The sounds and sights of Winterland in our very own bedroom. Far fucking out!
The Quick, the Dead, and the Airplane. Live and on stage, all playing long sets. Beautiful music in quadraphonic sound. Sound like you hear standing next to the amplifiers.
No $3.50 at the door. No lines. No packing in more people than the hall could handle. No muss. No fuss.
Now we can offer the excitement of a hippy/rock/be-in/concert/orgy/dance/happening in the privacy of your very own home. No salesman will call on you. If not absolutely delighted, return to straight society within 10 minutes and get a refund with no questions asked.
In 1966 the ballrooms were just starting. At Chet's Avalon Ballroom strange things were happening.
The Grateful Dead would play "Midnight Hour" for a half hour or more. Pigpen sang, really getting into it. And hundreds of people - practically everyone in the hall - would JOIN HANDS and dance to exhaustion.
It happened several times, I can't describe how it felt, what it did for our heads.
"One of these nights we're going to dance out of here, into the streets, and get the whole city of San Francisco to join us. We'll turn the whole city on," Buddha said one night.
But that was four years ago. If it happened, I missed it.
The Sunday TV/radio broadcast must have taken a lot of energy. Having to go through endless hassles with sponsors and network executives and all that shit. Probably months of hard work by people trying to create something beautiful.
But for many of us it was the wrong show at the wrong time. A couple of weeks after Jimi Hendrix died - in London (why London?). The SAME NIGHT Janis Joplin died - in Hollywood (why Hollywood?). A time when people are shaken by their deaths and wondering if maybe something's wrong with the rock music culture.
And then this show ("Instant Karma's gonna hit you in the face") that makes you wonder even more. Despite all the hard work, despite the music, it was a bummer for many.
Part of it was the medium. A painting, record, or newspaper only hits one of your senses. TV hits several, almost giving you the impression that you're THERE. But you aren't, you're detached from their reality. It's an illusion.
Another problem was that the cameras were backstage. And backstage is where all the groupies - male and female - hang out. The hangers-on.
A lot of it was the disc jockeys. Dusty Street being so trippy with all the Beautiful (Hip) People. Saying "man" every sentence. Saying nothing. Coming on about as liberated as the women's section of the Oakland Tribune.
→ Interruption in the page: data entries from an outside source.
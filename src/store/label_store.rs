//! Per-project label store: manual labels, recognition cache and completion.

use std::path::{Path, PathBuf};

use crate::constants::{CACHE_FILE, FILE_STATE_FILE, LABEL_FILE};
use crate::model::{ImageKey, ShapeRecord};
use crate::store::auto_save::{AutoSaveManager, AutoSavePolicy};
use crate::store::completion::CompletionSet;
use crate::store::error::StoreError;
use crate::store::label_file::{self, LabelMap};
use crate::utils::write_atomic;

/// Who produced the shapes passed to [`LabelStore::put`].
#[derive(Debug, Clone, Copy, PartialEq, Eq)]
pub enum SaveMode {
    /// The user confirmed the image. Writes manual labels and marks it complete.
    Manual,
    /// Batch recognition output. Writes the cache only.
    Auto,
}

/// Result of a [`LabelStore::put`] call.
#[derive(Debug, Clone, Copy, PartialEq, Eq)]
pub struct PutOutcome {
    /// Number of shapes stored.
    pub stored: usize,
    /// Whether an auto-save checkpoint was written.
    pub checkpoint: bool,
}

/// All label state for one open project directory.
///
/// Opening another directory means building a new store; nothing carries over.
#[derive(Debug)]
pub struct LabelStore {
    project_dir: PathBuf,
    manual: LabelMap,
    cache: LabelMap,
    completion: CompletionSet,
    auto_save: AutoSaveManager,
}

impl LabelStore {
    /// Empty store rooted at `project_dir`. Nothing is read from disk.
    pub fn new(project_dir: impl Into<PathBuf>) -> Self {
        Self {
            project_dir: project_dir.into(),
            manual: LabelMap::new(),
            cache: LabelMap::new(),
            completion: CompletionSet::new(),
            auto_save: AutoSaveManager::default(),
        }
    }

    /// Read the manual label, cache and completion files without merging.
    ///
    /// Missing files yield empty stores. A malformed line in either label
    /// file fails the whole load.
    pub fn load(project_dir: impl Into<PathBuf>) -> Result<Self, StoreError> {
        let mut store = Self::new(project_dir);
        store.manual = label_file::read_label_file(&store.label_path())?;
        store.cache = label_file::read_label_file(&store.cache_path())?;
        store.completion = CompletionSet::read(&store.file_state_path())?;
        log::info!(
            "Loaded {:?}: {} manual, {} cached, {} completed",
            store.project_dir,
            store.manual.len(),
            store.cache.len(),
            store.completion.len()
        );
        Ok(store)
    }

    /// Load and merge in one step, as done when a project is opened.
    pub fn open(project_dir: impl Into<PathBuf>) -> Result<Self, StoreError> {
        let mut store = Self::load(project_dir)?;
        store.merge();
        Ok(store)
    }

    /// Use the given checkpoint policy.
    pub fn with_auto_save(mut self, policy: AutoSavePolicy) -> Self {
        self.auto_save = AutoSaveManager::new(policy);
        self
    }

    /// Fill gaps in the manual labels from the cache.
    ///
    /// Existing manual entries are never overwritten. Returns the number of
    /// entries copied over.
    pub fn merge(&mut self) -> usize {
        let mut filled = 0;
        for (key, shapes) in &self.cache {
            if !self.manual.contains_key(key) {
                self.manual.insert(key.clone(), shapes.clone());
                filled += 1;
            }
        }
        log::debug!("Merged {} cached entries into manual labels", filled);
        filled
    }

    /// Store shapes for an image.
    ///
    /// In [`SaveMode::Manual`] the image is marked complete and the save
    /// counts towards the next auto-save checkpoint. In [`SaveMode::Auto`]
    /// shapes without a transcription are dropped and only the cache changes.
    pub fn put(
        &mut self,
        image_path: &Path,
        shapes: Vec<ShapeRecord>,
        mode: SaveMode,
    ) -> Result<PutOutcome, StoreError> {
        let key = ImageKey::from_path(image_path).ok_or_else(|| StoreError::InvalidImagePath {
            path: image_path.to_path_buf(),
        })?;

        match mode {
            SaveMode::Manual => {
                let stored = shapes.len();
                self.manual.insert(key, shapes);
                self.completion.insert(image_path);
                let checkpoint = self.auto_save.record_save();
                if checkpoint {
                    self.checkpoint()?;
                }
                Ok(PutOutcome { stored, checkpoint })
            }
            SaveMode::Auto => {
                let shapes: Vec<ShapeRecord> = shapes
                    .into_iter()
                    .filter(|s| !s.transcription.is_empty())
                    .collect();
                let stored = shapes.len();
                self.cache.insert(key, shapes);
                Ok(PutOutcome {
                    stored,
                    checkpoint: false,
                })
            }
        }
    }

    /// Forget an image in every store.
    pub fn remove(&mut self, image_path: &Path) -> bool {
        let mut removed = self.completion.remove(image_path);
        if let Some(key) = ImageKey::from_path(image_path) {
            removed |= self.manual.remove(&key).is_some();
            removed |= self.cache.remove(&key).is_some();
        }
        removed
    }

    /// Shapes to show for an image: manual labels, falling back to the cache.
    pub fn shapes_for(&self, key: &ImageKey) -> Option<&[ShapeRecord]> {
        self.manual
            .get(key)
            .or_else(|| self.cache.get(key))
            .map(Vec::as_slice)
    }

    /// Whether the image at `path` has been confirmed.
    pub fn is_complete(&self, image_path: &Path) -> bool {
        self.completion.contains(image_path)
    }

    /// Write the manual label file.
    ///
    /// Only completed images with at least one shape are written, and the
    /// file is fully replaced, so keys of deleted or unconfirmed images
    /// never linger. Returns the number of lines written.
    pub fn save_manual(&self) -> Result<usize, StoreError> {
        let completed = self.completion.keys();
        let entries: Vec<_> = self
            .manual
            .iter()
            .filter(|(key, shapes)| completed.contains(*key) && !shapes.is_empty())
            .collect();
        let content = label_file::render_label_file(entries.iter().copied())?;
        write_atomic(&self.label_path(), content.as_bytes())?;
        log::debug!("Wrote {} entries to {:?}", entries.len(), self.label_path());
        Ok(entries.len())
    }

    /// Fully rewrite the cache file.
    pub fn save_cache(&self) -> Result<(), StoreError> {
        let content = label_file::render_label_file(&self.cache)?;
        write_atomic(&self.cache_path(), content.as_bytes())?;
        log::debug!("Wrote {} entries to {:?}", self.cache.len(), self.cache_path());
        Ok(())
    }

    /// Write the completion file.
    pub fn save_completion(&self) -> Result<(), StoreError> {
        write_atomic(&self.file_state_path(), self.completion.render().as_bytes())?;
        log::debug!(
            "Wrote {} completed images to {:?}",
            self.completion.len(),
            self.file_state_path()
        );
        Ok(())
    }

    /// Persist everything and restart the auto-save interval.
    pub fn save_all(&mut self) -> Result<(), StoreError> {
        self.checkpoint()?;
        self.auto_save.reset();
        Ok(())
    }

    fn checkpoint(&self) -> Result<(), StoreError> {
        self.save_completion()?;
        self.save_manual()?;
        self.save_cache()?;
        log::info!("Auto-save checkpoint written to {:?}", self.project_dir);
        Ok(())
    }

    /// Where the image for `key` lives on disk.
    ///
    /// Prefers the completed path recorded for the key, otherwise the key
    /// is resolved against the parent of the project directory.
    pub fn image_path_for(&self, key: &ImageKey) -> PathBuf {
        if let Some(path) = self.completion.path_for_key(key) {
            return path.to_path_buf();
        }
        match self.project_dir.parent() {
            Some(parent) => parent.join(key.folder()).join(key.file_name()),
            None => self.project_dir.join(key.file_name()),
        }
    }

    pub fn project_dir(&self) -> &Path {
        &self.project_dir
    }

    pub fn label_path(&self) -> PathBuf {
        self.project_dir.join(LABEL_FILE)
    }

    pub fn cache_path(&self) -> PathBuf {
        self.project_dir.join(CACHE_FILE)
    }

    pub fn file_state_path(&self) -> PathBuf {
        self.project_dir.join(FILE_STATE_FILE)
    }

    pub fn manual(&self) -> &LabelMap {
        &self.manual
    }

    pub fn cache(&self) -> &LabelMap {
        &self.cache
    }

    pub fn completion(&self) -> &CompletionSet {
        &self.completion
    }

    pub fn auto_save_mut(&mut self) -> &mut AutoSaveManager {
        &mut self.auto_save
    }
}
The other disc jockey - some dude named Ginger Man - was even worse. He had the following conversation with a young WHITE woman:
G.M.: Are you a Black Panther?
"No."
G.M.: Do you believe in violent revolution?
"No."
G.M.: Outtasite!
When a Tribe brother broke the string of "farouts" and "outtasites" by rapping on Bobby Seale on the air, Ginger Man picked up his microphone and ran his racist ass off.
He and Dusty were constantly reminding us what a great time everyone was having. As if we couldn't see and hear the laughs, joints, beer, smiles, "fucks" and "shits," wine, and shouts liberating the airwaves. The constant hype of the announcers somehow made it all seem hollow.
But the worst thing for me - the unforgivable thing - was the way Janis was ignored. The announcers were talking up this new promoter who used to work for Bill Graham. They talked about how he was bringing back the great old days of the San Francisco Scene.
How the three bands - Dead, Quicksilver, and Airplane - were back at Winterland. How everyone was grooving just like they used to in the Summer of Love. But Jimi and Janis were playing Winterland back then too! AND THE PEOPLE IN THE AUDIENCE WEREN'T EVEN TOLD THAT JANIS WAS DEAD.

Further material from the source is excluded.